Shell's pay out and implications for Colombia

Incidents where Multinational Corporations (MNCs) sponsor massacres in order to eradicate dissenting voices against their obsession for profit have been a motif through Colombia’s history.

At the beginning of the 20th century it was the army who suppressed labor protests. The best example is the Banana Massacre in 1928 in which the army exterminated laborer protesting over wages in behalf of the United Fruit Company. This bloody episode in Colombia’s history was immortalized in Gabriel Garcia Marquez’s novel One Hundred Years of Solitude.

Since the mid 20th century, the slaughtering of the most vulnerable in society has been “outsourced” from the military to paramilitaries directly sponsored by MNCs but still in direct complicity with the government and the army.

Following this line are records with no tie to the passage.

//! Settlement notification email.

use async_trait::async_trait;
use serde::{Deserialize, Serialize};

const RESEND_API_URL: &str = "https://api.resend.com/emails";

#[derive(Debug, thiserror::Error)]
pub enum NotifyError {
    #[error("email service unreachable: {0}")]
    Http(#[from] reqwest::Error),
    #[error("email service returned HTTP {status}: {message}")]
    Api { status: u16, message: String },
    #[error("no mail service configured")]
    NotConfigured,
}

#[derive(Debug, Clone, PartialEq, Eq)]
pub struct Notification {
    pub subject: String,
    pub body: String,
}

impl Notification {
    /// Upload notice; without a link it reports that the Drive upload failed.
    pub fn settlement_uploaded(event_name: &str, drive_link: Option<&str>) -> Self {
        let subject = format!("Abrechnungsunterlagen für Event '{}' wurden hochgeladen", event_name);
        let body = match drive_link {
            Some(link) => format!(
                "Hallo,\n\ndie Abrechnungsunterlagen für '{}' wurden hochgeladen:\n{}\n\nVG,\nEventtool",
                event_name, link
            ),
            None => format!(
                "Hallo,\n\ndie Abrechnungsunterlagen für '{}' wurden als ZIP erstellt, aber der Drive-Upload schlug fehl.\n\nVG,\nEventtool",
                event_name
            ),
        };
        Self { subject, body }
    }
}

#[async_trait]
pub trait Notifier: Send + Sync {
    async fn send(&self, notification: &Notification) -> Result<(), NotifyError>;
}

#[derive(Debug, Serialize)]
struct ResendPayload<'a> {
    from: &'a str,
    to: [&'a str; 1],
    subject: &'a str,
    text: &'a str,
}

#[derive(Debug, Deserialize)]
struct ResendErrorResponse {
    #[serde(default)]
    message: Option<String>,
}

/// Sends plain-text mail through the Resend HTTP API.
pub struct ResendNotifier {
    client: reqwest::Client,
    api_key: String,
    sender: String,
    recipient: String,
}

impl ResendNotifier {
    pub fn new(
        client: reqwest::Client,
        api_key: impl Into<String>,
        sender: impl Into<String>,
        recipient: impl Into<String>,
    ) -> Self {
        Self {
            client,
            api_key: api_key.into(),
            sender: sender.into(),
            recipient: recipient.into(),
        }
    }
}

#[async_trait]
impl Notifier for ResendNotifier {
    async fn send(&self, notification: &Notification) -> Result<(), NotifyError> {
        let payload = ResendPayload {
            from: &self.sender,
            to: [self.recipient.as_str()],
            subject: &notification.subject,
            text: &notification.body,
        };

        log::info!("Sending settlement notification to {}", self.recipient);
        let response = self
            .client
            .post(RESEND_API_URL)
            .bearer_auth(&self.api_key)
            .json(&payload)
            .send()
            .await?;

        let status = response.status();
        if status.is_success() {
            return Ok(());
        }
        let body = response.text().await.unwrap_or_default();
        let message = serde_json::from_str::<ResendErrorResponse>(&body)
            .ok()
            .and_then(|e| e.message)
            .unwrap_or(body);
        Err(NotifyError::Api {
            status: status.as_u16(),
            message,
        })
    }
}

/// Used when no mail service is configured. The message only goes to the log and the
/// send is reported as failed, so the submission stays pending.
pub struct LogNotifier;

#[async_trait]
impl Notifier for LogNotifier {
    async fn send(&self, notification: &Notification) -> Result<(), NotifyError> {
        log::warn!(
            "No mail service configured; notification not sent: {} / {}",
            notification.subject,
            notification.body.replace('\n', " ")
        );
        Err(NotifyError::NotConfigured)
    }
}

#[cfg(test)]
mod tests {
    use super::*;

    #[test]
    fn test_notification_with_link() {
        let n = Notification::settlement_uploaded("Canyoning", Some("https://drive.google.com/file/d/x/view"));
        assert_eq!(n.subject, "Abrechnungsunterlagen für Event 'Canyoning' wurden hochgeladen");
        assert!(n.body.contains("wurden hochgeladen:\nhttps://drive.google.com/file/d/x/view\n"));
    }

    #[test]
    fn test_notification_without_link() {
        let n = Notification::settlement_uploaded("Canyoning", None);
        assert!(n.body.contains("aber der Drive-Upload schlug fehl"));
    }

    #[test]
    fn test_payload_shape() {
        let payload = ResendPayload {
            from: "eventtool@example.org",
            to: ["kasse@example.org"],
            subject: "s",
            text: "b",
        };
        let value = serde_json::to_value(&payload).unwrap();
        assert_eq!(value["to"], serde_json::json!(["kasse@example.org"]));
        assert_eq!(value["text"], "b");
    }

    #[tokio::test]
    async fn test_log_notifier_reports_not_sent() {
        let n = Notification::settlement_uploaded("Canyoning", None);
        assert!(matches!(LogNotifier.send(&n).await, Err(NotifyError::NotConfigured)));
    }
}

The most representative case of recent slaughters sponsored by MNCs was conducted by Chiquita Brands. This US Corporation admitted paying the paramilitaries US$ 1.7 million between 1997 and 2004. Chiquita claims that the armed group blackmailed its employees. However, Salvatore Mancuso, a paramilitary boss currently in US jail, declared that the payments were voluntary. Chiquita was fined US$ 25 million payable over five years by the US government for supporting a terrorist organization, but none of the executives were jailed. Paradoxically, Chiquita Brands was formerly known as United Fruit Company.

Nevertheless, the victims of paramilitary massacres have not been compensated, if that is at all possible. But Colombian lawyers have opened criminal cases against the Chiquita’s board members who authorized such payments. Since the company confessed making the payment in a US federal court, they could potentially be apt for extradition to Colombia.

The US Attorney General, Eric Holder, was the defense lawyer who obtained this juicy deal for Chiquita in US courts. Recently, Holder met with Colombia’s Interior and Justice Minister, Fabio Valencia Cossio – whose brother is investigated for links to the paramilitaries whilst being regional attorney – to iron out details on a new extradition arrangement in order to circumvent Supreme Court obstructions. However, it is obvious that US nationals being extradited to Colombia were not part of the conversations but ways to keep extradited paramilitaries from talking about “sensitive topics” was certainly high in the agenda.

The case of Chiquita Brands is just the tip of the iceberg. Mancuso has admitted receiving money from Dole and Del Monte Foods Companies and Drummond Coal Company. The food companies appear to not only have paid for “pacifying” the workers, but also for driving farmers off their lands so bananas could be planted. In the case of the coal company, there have been various civil lawsuits on behalf of the relatives of Drummond sponsored paramilitary’s murders.

In light of the many obstacles from the highest levels of government to dismiss the legal cases against multinational companies a recent landmark case offers a silver lining to the family of the thousands that have been massacred with the complicity of MNCs.

Oil giant Royal Dutch Shell has paid a US$ 15.5 million out-of-court settlement to the family of the victims due to the incriminating evidence of their complicity against the atrocities committed on the Ogoni tribe of Southern Nigeria in the 1990’s. Shell was accused of colliding with the Nigerian military to hunt down tribesmen opposed to oil developments and their ecology devastation affecting their livelihoods. What is important of the verdict is that, although the company did not directly engage human rights violations, it did facilitate vehicles, patrol boats and ammunition to the military to terrorize the population.

Together with the United Nations Human Rights Commission interest in extrajudicial killings by the Colombian state, Shell’s news offer some hope for justice. Hopefully the impunity and manners in which MNC and the government have been operating in Colombia for hundreds of years can be modified.

3 Responses to “Shell's pay out and implications for Colombia”

  1. LorgoacertCar says:

    thank! nice to see more following of information.

  2. LorgoacertCar says:

    thanks! hope to see it soon in colombia.

  3. Nelson says:

    I have not idea that Chiquita were the Fruit Company. Imagine the company that was mentioned in the work of Gabo as the intellectual authors of the “masacre de las bananeras” and 8 decades after continue in the country doing the same… What a justice in latin america.